Cari ascoltatori, la rubrica di stasera potrebbe essere intitolata “Lezioni americane”, da un grande libro di Italo Calvino. È una lezione che arriva oggi dalla sentenza di condanna che riguarda Donald Trump, tecnicamente una sentenza di condanna per il processo Stormy Daniels: Trump avrebbe versato 130mila dollari alla pornostar Stormy Daniels perché tacesse sulla loro relazione passata. Ma la lezione non è su questo, non è sull’intenzione chiaramente malevola dei magistrati americani che hanno incriminato Trump, in questo sovrapponibili a certa magistratura italiana. E neanche sul fatto che Trump doveva rispondere di 34 capi di imputazione (neanche ad Al Capone crediamo sia mai successo). Né, come ha detto lui, sul fatto che questa causa avrebbe dovuto viziare il processo elettorale, cioè farlo perdere.

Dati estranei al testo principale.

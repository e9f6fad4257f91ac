use thiserror::Error;

/// Setup failures that can occur while bringing the painter online.
///
/// These are the only recoverable error conditions in this crate:
/// everything else either cannot fail (register reads/writes once the
/// window is mapped) or is a programmer-error `panic!`.
#[derive(Debug, Error)]
pub enum SetupError {
    #[error("failed to map the GPIO register window (errno {errno})")]
    MmapFailed { errno: i32 },

    #[error("failed to create the interval timer (errno {errno})")]
    TimerCreateFailed { errno: i32 },

    #[error("failed to arm the interval timer (errno {errno})")]
    TimerArmFailed { errno: i32 },
}
//! Bit-banged HUB75 32x32 RGB LED matrix driver for the Raspberry Pi GPIO
//! register block: a row-multiplexed, binary-code-modulated refresh loop
//! driven by a dedicated thread, exposed behind a small façade.

pub mod display;
pub mod error;
pub mod frame;
pub mod gpio;
pub(crate) mod painter;
pub mod timer;

pub use display::Display;
pub use error::SetupError;
pub use frame::{Frame, Rgba, HEIGHT, WIDTH};
pub use gpio::{RegisterWindow, Registers};
pub use timer::{IntervalTimer, Timerfd};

Il punto sta nelle modalità e nelle conseguenze cui approda questa sentenza. Il giudice Juan Merchan di New York, che immaginiamo non sia esattamente un fan di Trump, ha deliberato la sospensione incondizionata della pena, quindi la sentenza non sortirà alcuna conseguenza. Perché? Perché tra pochi giorni Trump sarà il presidente degli Stati Uniti. Cioè avrà una responsabilità pubblica, ottenuta tramite un mandato elettorale, decisivo nell’architettura dei poteri della democrazia liberale americana.

La lezione sta anche nel modo in cui il giudice argomenta questa conclusione: “Le protezioni sono un mandato legale che, in base allo Stato di diritto, questa Corte deve rispettare e seguire. Sono stati i cittadini a decidere che Lei debba godere di protezioni come la clausola di supremazia e l’immunità presidenziale. È attraverso questa lente che questa Corte deve determinare una sentenza legittima”. Cioè il libero popolo americano è sovrano e si è espresso, ha deciso, ed è una decisione che il tribunale non può sbaraccare.

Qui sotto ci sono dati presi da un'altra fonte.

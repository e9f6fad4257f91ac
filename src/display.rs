//! Public façade: `new()`, `frame()`, `stop()`.

use std::sync::mpsc;
use std::sync::Arc;
use std::thread;
use std::thread::JoinHandle;

use log::warn;

use crate::error::SetupError;
use crate::frame::Frame;
use crate::gpio::{RegisterWindow, Registers};
use crate::painter::{Painter, Shared, StartupReport};
use crate::timer::{IntervalTimer, Timerfd};

/// Handle to a running painter thread. Dropping without calling
/// [`Display::stop`] detaches the thread; callers that care about a clean
/// shutdown should call `stop()` explicitly.
pub struct Display<R: Registers + Send + 'static = RegisterWindow, T: IntervalTimer + Send + 'static = Timerfd> {
    shared: Arc<Shared>,
    handle: Option<JoinHandle<()>>,
    _marker: std::marker::PhantomData<(R, T)>,
}

impl Display<RegisterWindow, Timerfd> {
    /// Opens the GPIO register window, arms the interval timer, and spawns
    /// the painter thread, blocking here until it reports primed or
    /// failed.
    pub fn new() -> Result<Self, SetupError> {
        let regs = RegisterWindow::open()?;
        let timer = Timerfd::new()?;
        Self::new_with(regs, timer)
    }
}

impl<R: Registers + Send + 'static, T: IntervalTimer + Send + 'static> Display<R, T> {
    /// Spawns the painter thread over an already-constructed register
    /// window and timer. Exposed generically so tests can drive a full
    /// `Display` lifecycle against fakes.
    pub fn new_with(regs: R, timer: T) -> Result<Self, SetupError> {
        let shared = Arc::new(Shared::new());
        let (report_tx, report_rx) = mpsc::channel();

        let thread_shared = Arc::clone(&shared);
        let handle = thread::Builder::new()
            .name("hub75-painter".into())
            .spawn(move || Painter::run(regs, timer, thread_shared, report_tx))
            .expect("failed to spawn painter thread");

        match report_rx.recv() {
            Ok(StartupReport::Primed) => Ok(Self {
                shared,
                handle: Some(handle),
                _marker: std::marker::PhantomData,
            }),
            Ok(StartupReport::Failed(err)) => {
                let _ = handle.join();
                Err(err)
            }
            Err(_) => {
                // Painter thread panicked before reporting; propagate by
                // joining (which re-panics here via its own Err).
                let _ = handle.join();
                panic!("painter thread exited without reporting startup status");
            }
        }
    }

    /// Submits a new frame to be painted. Overwrites whatever frame is
    /// currently queued but not yet picked up. Never blocks.
    pub fn frame(&self, frame: Frame) {
        self.shared.submit(frame);
    }

    /// Signals the painter to terminate and blocks until it has released
    /// OE, released the remaining pins, and unmapped the register window.
    pub fn stop(mut self) {
        self.shared.signal_terminate();
        if let Some(handle) = self.handle.take() {
            let _ = handle.join();
        }
    }

    /// Best-effort elevation to the `SCHED_FIFO` real-time scheduling
    /// class for the calling thread, so the painter's frame cadence isn't
    /// at the mercy of the default scheduler. Failure (most commonly
    /// missing `CAP_SYS_NICE`) is logged and otherwise ignored; this is
    /// never a fatal condition.
    pub fn set_realtime_priority(&self, priority: i32) {
        // SAFETY: sched_param is fully initialized and scheduled only for
        // the calling thread (pid 0).
        let param = libc::sched_param {
            sched_priority: priority,
        };
        let rc = unsafe { libc::sched_setscheduler(0, libc::SCHED_FIFO, &param) };
        if rc != 0 {
            warn!(
                "failed to elevate to SCHED_FIFO priority {priority} (errno {}); continuing at default priority",
                std::io::Error::last_os_error()
            );
        }
    }
}

#[cfg(test)]
mod tests {
    use super::*;
    use crate::gpio::registers::FakeRegisters;
    use crate::timer::FakeTimer;

    #[test]
    fn new_with_blocks_until_primed_then_accepts_frames() {
        let display = Display::new_with(FakeRegisters::new(), FakeTimer::new()).unwrap();
        display.frame(Frame::blank());
        display.stop();
    }

    #[test]
    fn stop_joins_the_painter_thread() {
        let display = Display::new_with(FakeRegisters::new(), FakeTimer::new()).unwrap();
        display.frame(Frame::blank());
        // stop() must return only after the painter thread has fully
        // shut down; reaching this point without hanging is the assertion.
        display.stop();
    }
}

Insomma, è stato un processo ideologico nel tentativo ma non può essere ideologico nei risultati, perché la democrazia in America (l’ha insegnato per primo Alexis de Tocqueville) ha a che fare con il corpo vivo della nazione. Quindi “questa Corte ha stabilito che l’unica sentenza legittima che consente l’ingresso di un giudizio di condanna senza invadere la carica più alta del Paese è la sospensione incondizionata della pena”. Il giudice ha poi concluso con una frase che sembra forma ma è anch’essa sostanza: “Signore, le auguro buona fortuna mentre assume il suo secondo mandato”.

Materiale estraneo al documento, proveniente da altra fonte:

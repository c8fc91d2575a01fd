//! # Function-backed task (`TaskFn`)
//!
//! [`TaskFn`] wraps a closure `F: Fn() -> Fut`, producing a fresh future per spawn.
//! There is no hidden state shared between runs; if the body needs shared state,
//! capture an `Arc<...>` explicitly.
//!
//! ## Example
//! ```rust
//! use taskgate::{TaskFn, TaskRef, TaskError};
//!
//! let t: TaskRef = TaskFn::arc("fetch", || async move {
//!     // do work...
//!     Ok::<_, TaskError>(())
//! });
//!
//! assert_eq!(t.name(), "fetch");
//! ```

use std::borrow::Cow;
use std::future::Future;
use std::sync::Arc;

use crate::error::TaskError;
use crate::tasks::task::{BoxTaskFuture, Task};

/// Function-backed task implementation.
#[derive(Debug)]
pub struct TaskFn<F> {
    name: Cow<'static, str>,
    f: F,
}

impl<F> TaskFn<F> {
    /// Creates a new function-backed task.
    ///
    /// Prefer [`TaskFn::arc`] when you immediately need a [`TaskRef`](crate::TaskRef).
    pub fn new(name: impl Into<Cow<'static, str>>, f: F) -> Self {
        Self { name: name.into(), f }
    }

    /// Creates the task and returns it as a shared handle.
    pub fn arc(name: impl Into<Cow<'static, str>>, f: F) -> Arc<Self> {
        Arc::new(Self::new(name, f))
    }
}

impl<F, Fut> Task for TaskFn<F>
where
    F: Fn() -> Fut + Send + Sync + 'static,
    Fut: Future<Output = Result<(), TaskError>> + Send + 'static,
{
    fn name(&self) -> &str {
        &self.name
    }

    fn spawn(&self) -> BoxTaskFuture {
        Box::pin((self.f)())
    }
}

#[cfg(test)]
mod tests {
    use super::*;
    use crate::tasks::{TaskRef, same_task};

    #[tokio::test]
    async fn spawn_creates_fresh_future_each_time() {
        let calls = Arc::new(std::sync::atomic::AtomicUsize::new(0));
        let c = Arc::clone(&calls);
        let t: TaskRef = TaskFn::arc("count", move || {
            let c = Arc::clone(&c);
            async move {
                c.fetch_add(1, std::sync::atomic::Ordering::SeqCst);
                Ok::<(), TaskError>(())
            }
        });

        t.spawn().await.unwrap();
        t.spawn().await.unwrap();
        assert_eq!(calls.load(std::sync::atomic::Ordering::SeqCst), 2);
    }

    #[test]
    fn identity_is_by_reference() {
        let a: TaskRef = TaskFn::arc("same", || async { Ok::<(), TaskError>(()) });
        let b: TaskRef = TaskFn::arc("same", || async { Ok::<(), TaskError>(()) });
        let a2 = Arc::clone(&a);

        assert!(same_task(&a, &a2));
        assert!(!same_task(&a, &b));
    }
}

Questa è una grande lezione di democrazia liberale, di separazione dei poteri. Il potere giudiziario non può irrompere nelle competenze, nelle priorità del potere politico e sbaraccarlo. Ed è una lezione che, vista da un Paese in cui questa cosa avviene ininterrottamente da più di trent’anni, in cui vige la magistratocrazia, è straniante, a nostro sfavore: il primo governo Berlusconi cadde per un’iniziativa esplicita della magistratura, ricorderete l’avviso di garanzia recapitato mentre presiedeva un G7. E, più recentemente, quel pezzo di magistratura ideologizzato si è dedicato a sbaraccare sistematicamente la politica migratoria del governo Meloni.

Dall’altra parte dell’oceano invece questo giudice, che probabilmente non vedeva l’ora di condannare Trump con effetti anche pratici, ha chiuso la lettura della sentenza augurandogli buona fortuna per la sua seconda presidenza. Gioco, partita, incontro.